Collected data:
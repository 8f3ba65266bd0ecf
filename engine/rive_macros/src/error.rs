//! Macro invocation errors.

use std::time::Duration;

/// Why a `<call>` could not produce a result.
///
/// Always reported to the caller as a value; dispatch never panics outward.
#[derive(Clone, Debug, PartialEq, Eq, thiserror::Error)]
pub enum MacroError {
    #[error("object macro `{0}` is not registered")]
    NotRegistered(String),

    #[error("no handler for language `{language}` (object macro `{name}`)")]
    RuntimeUnavailable { name: String, language: String },

    #[error("object macro `{name}` failed: {detail}")]
    ExecutionFailed { name: String, detail: String },

    #[error("object macro `{name}` timed out after {limit:?}")]
    Timeout { name: String, limit: Duration },

    #[error("object macro `{name}` was cancelled")]
    Cancelled { name: String },
}

impl MacroError {
    /// Shorthand for [`MacroError::ExecutionFailed`].
    pub fn failed(name: impl Into<String>, detail: impl Into<String>) -> Self {
        MacroError::ExecutionFailed {
            name: name.into(),
            detail: detail.into(),
        }
    }

    /// Name of the macro the error is about.
    pub fn macro_name(&self) -> &str {
        match self {
            MacroError::NotRegistered(name)
            | MacroError::RuntimeUnavailable { name, .. }
            | MacroError::ExecutionFailed { name, .. }
            | MacroError::Timeout { name, .. }
            | MacroError::Cancelled { name } => name,
        }
    }
}
//! The remote call primitive: send a named operation with a payload, get back
//! the decoded response or an error.

use crate::syft::error::CallError;
use async_trait::async_trait;
use base64ct::{Base64, Encoding};
use secrecy::{ExposeSecret, SecretString};
use serde::Serialize;
use serde_json::Value;
use std::fmt;

/// Key used to sign calls on behalf of a user.
#[derive(Clone)]
pub struct SigningKey(SecretString);

impl SigningKey {
    /// Raw key bytes are carried in their base64 text form.
    #[must_use]
    pub fn from_bytes(bytes: &[u8]) -> Self {
        Self(SecretString::from(Base64::encode_string(bytes)))
    }

    pub(crate) fn expose(&self) -> &str {
        self.0.expose_secret()
    }
}

impl From<String> for SigningKey {
    fn from(key: String) -> Self {
        Self(SecretString::from(key))
    }
}

impl From<&str> for SigningKey {
    fn from(key: &str) -> Self {
        Self::from(key.to_string())
    }
}

impl From<SecretString> for SigningKey {
    fn from(key: SecretString) -> Self {
        Self(key)
    }
}

impl fmt::Debug for SigningKey {
    fn fmt(&self, f: &mut fmt::Formatter<'_>) -> fmt::Result {
        f.write_str("SigningKey([REDACTED])")
    }
}

/// One remote operation. `node_id` and `signing_key` override whatever
/// defaults the dispatcher carries.
#[derive(Debug)]
pub struct CallRequest<'a> {
    pub path: &'a str,
    pub payload: Value,
    pub node_id: Option<&'a str>,
    pub signing_key: Option<&'a SigningKey>,
}

impl<'a> CallRequest<'a> {
    #[must_use]
    pub fn new(path: &'a str, payload: Value) -> Self {
        Self {
            path,
            payload,
            node_id: None,
            signing_key: None,
        }
    }

    /// # Errors
    /// Returns an error if `payload` cannot be represented as JSON.
    pub fn with_payload<P: Serialize + ?Sized>(
        path: &'a str,
        payload: &P,
    ) -> Result<Self, CallError> {
        let payload =
            serde_json::to_value(payload).map_err(|e| CallError::Request(e.to_string()))?;
        Ok(Self::new(path, payload))
    }

    #[must_use]
    pub fn node_id(mut self, node_id: &'a str) -> Self {
        self.node_id = Some(node_id);
        self
    }

    #[must_use]
    pub fn signing_key(mut self, signing_key: &'a SigningKey) -> Self {
        self.signing_key = Some(signing_key);
        self
    }
}

#[async_trait]
pub trait SyftCall: Send + Sync {
    /// Perform one round trip.
    /// # Errors
    /// Returns an error if the call cannot be sent, the node rejects it, or the
    /// response cannot be decoded.
    async fn call(&self, request: CallRequest<'_>) -> Result<Value, CallError>;
}
pub mod call;
pub mod error;
pub mod http;
pub mod storage;
pub mod tagged;
pub mod users;

pub use self::call::{CallRequest, SigningKey, SyftCall};
pub use self::error::{CallError, StorageError, UserError};
pub use self::http::HttpDispatcher;
pub use self::storage::{FileStore, MemoryStore, SessionStore};
pub use self::tagged::{make_syft_uid, SyftType, SyftUid, Tagged};
pub use self::users::{Page, ServiceRole, UserClient, UserSearch, UserUpdate, UserView};

pub const APP_USER_AGENT: &str = concat!(env!("CARGO_PKG_NAME"), "/", env!("CARGO_PKG_VERSION"));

## WHAT THE TASK ASKS
Your answer should consist of each line above in which "Timeout" appears.

## TASK RESULT
    Timeout { name: String, limit: Duration },
            | MacroError::Timeout { name, .. }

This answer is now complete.